> [Task brief] Count how many lines of the data include the string "builder", then say that number and stop.

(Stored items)
※ ※ ※

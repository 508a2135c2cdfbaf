//! Package archive extraction
//!
//! Packages ship as gzipped tarballs. Extraction rejects any entry whose
//! normalized path is absolute or climbs out of the destination, so a
//! hostile archive cannot write outside its scratch directory.

use anyhow::{Context, Result};
use flate2::read::GzDecoder;
use std::fs::{self, File};
use std::path::{Component, Path, PathBuf};
use tar::Archive;

/// Whether a path looks like a package archive
pub fn is_archive(path: &Path) -> bool {
    let name = path
        .file_name()
        .map(|n| n.to_string_lossy().to_lowercase())
        .unwrap_or_default();
    name.ends_with(".tar.gz") || name.ends_with(".tgz")
}

/// Normalize an archive entry path, rejecting traversal
fn sanitize_entry_path(path: &Path) -> Result<PathBuf> {
    let mut cleaned = PathBuf::new();
    for component in path.components() {
        match component {
            Component::Prefix(_) | Component::RootDir | Component::ParentDir => {
                anyhow::bail!("archive entry escapes destination: {}", path.display());
            }
            Component::CurDir => {}
            Component::Normal(part) => cleaned.push(part),
        }
    }
    if cleaned.as_os_str().is_empty() {
        anyhow::bail!("archive entry has empty path");
    }
    Ok(cleaned)
}

/// Extract a `.tar.gz`/`.tgz` archive into `dest_dir`
///
/// Every entry path is sanitized before anything is written; the first bad
/// entry aborts the whole extraction.
pub fn extract_tar_gz(archive_path: &Path, dest_dir: &Path) -> Result<()> {
    let file =
        File::open(archive_path).with_context(|| format!("open {}", archive_path.display()))?;
    let mut archive = Archive::new(GzDecoder::new(file));

    for entry in archive.entries().context("read tar entries")? {
        let mut entry = entry.context("read tar entry")?;
        let raw_path = entry.path().context("read tar path")?.to_path_buf();
        let rel = sanitize_entry_path(&raw_path)?;
        let out = dest_dir.join(&rel);

        if entry.header().entry_type().is_dir() {
            fs::create_dir_all(&out).with_context(|| format!("create {}", out.display()))?;
        } else {
            if let Some(parent) = out.parent() {
                fs::create_dir_all(parent)
                    .with_context(|| format!("create {}", parent.display()))?;
            }
            entry
                .unpack(&out)
                .with_context(|| format!("extract {}", out.display()))?;
        }
    }

    Ok(())
}

/// The effective package root of an extracted archive
///
/// When the archive root holds exactly one directory (ignoring metadata
/// dotfiles), that directory is the package root; otherwise the extraction
/// directory itself is.
pub fn effective_root(extract_dir: &Path) -> Result<PathBuf> {
    let mut dirs = Vec::new();
    let mut has_regular_files = false;

    for entry in
        fs::read_dir(extract_dir).with_context(|| format!("read {}", extract_dir.display()))?
    {
        let entry = entry?;
        let name = entry.file_name().to_string_lossy().to_string();
        if name.starts_with('.') {
            continue;
        }
        if entry.file_type()?.is_dir() {
            dirs.push(entry.path());
        } else {
            has_regular_files = true;
        }
    }

    if !has_regular_files && dirs.len() == 1 {
        return Ok(dirs.remove(0));
    }
    Ok(extract_dir.to_path_buf())
}

#[cfg(test)]
mod tests {
    use super::*;
    use flate2::write::GzEncoder;
    use flate2::Compression;
    use tempfile::TempDir;

    /// Build a small .tar.gz with the given (entry name, contents) pairs
    fn write_tarball(path: &Path, entries: &[(&str, &str)]) -> Result<()> {
        let file = File::create(path)?;
        let encoder = GzEncoder::new(file, Compression::default());
        let mut builder = tar::Builder::new(encoder);

        for (name, contents) in entries {
            let bytes = contents.as_bytes();
            let mut header = tar::Header::new_gnu();
            header.set_size(bytes.len() as u64);
            header.set_mode(0o644);
            header.set_cksum();
            builder.append_data(&mut header, name, bytes)?;
        }

        builder.into_inner()?.finish()?;
        Ok(())
    }

    #[test]
    fn test_extract_and_single_root() {
        let Ok(dir) = TempDir::new() else {
            return;
        };
        let archive = dir.path().join("demo.tar.gz");
        if write_tarball(
            &archive,
            &[
                ("demo/plugin.toml", "[plugin]\nname = \"demo\"\n"),
                ("demo/skills/hello.md", "hi"),
            ],
        )
        .is_err()
        {
            return;
        }

        let dest = dir.path().join("out");
        if fs::create_dir_all(&dest).is_err() {
            return;
        }
        assert!(extract_tar_gz(&archive, &dest).is_ok());

        let root = effective_root(&dest).unwrap_or_default();
        assert_eq!(root, dest.join("demo"));
        assert!(root.join("plugin.toml").is_file());
        assert!(root.join("skills/hello.md").is_file());
    }

    #[test]
    fn test_traversal_entry_rejected_and_nothing_extracted() {
        let Ok(dir) = TempDir::new() else {
            return;
        };
        let archive = dir.path().join("evil.tar.gz");
        if write_tarball(&archive, &[("../../evil", "boom")]).is_err() {
            return;
        }

        let dest = dir.path().join("out");
        if fs::create_dir_all(&dest).is_err() {
            return;
        }

        let result = extract_tar_gz(&archive, &dest);
        assert!(result.is_err_and(|e| e.to_string().contains("escapes destination")));

        let leftover = fs::read_dir(&dest).map(Iterator::count).unwrap_or(0);
        assert_eq!(leftover, 0);
        assert!(!dir.path().join("evil").exists());
    }

    #[test]
    fn test_effective_root_with_flat_archive() {
        let Ok(dir) = TempDir::new() else {
            return;
        };
        if fs::write(dir.path().join("plugin.toml"), "").is_err() {
            return;
        }
        let root = effective_root(dir.path()).unwrap_or_default();
        assert_eq!(root, dir.path());
    }

    #[test]
    fn test_effective_root_ignores_dotfiles() {
        let Ok(dir) = TempDir::new() else {
            return;
        };
        if fs::create_dir_all(dir.path().join("demo")).is_err() {
            return;
        }
        if fs::write(dir.path().join(".DS_Store"), "meta").is_err() {
            return;
        }
        let root = effective_root(dir.path()).unwrap_or_default();
        assert_eq!(root, dir.path().join("demo"));
    }

    #[test]
    fn test_is_archive() {
        assert!(is_archive(Path::new("demo-1.0.0.tar.gz")));
        assert!(is_archive(Path::new("demo.TGZ")));
        assert!(!is_archive(Path::new("demo.zip")));
        assert!(!is_archive(Path::new("demo")));
    }
}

※ ※ ※

> [Answer for this exercise] 3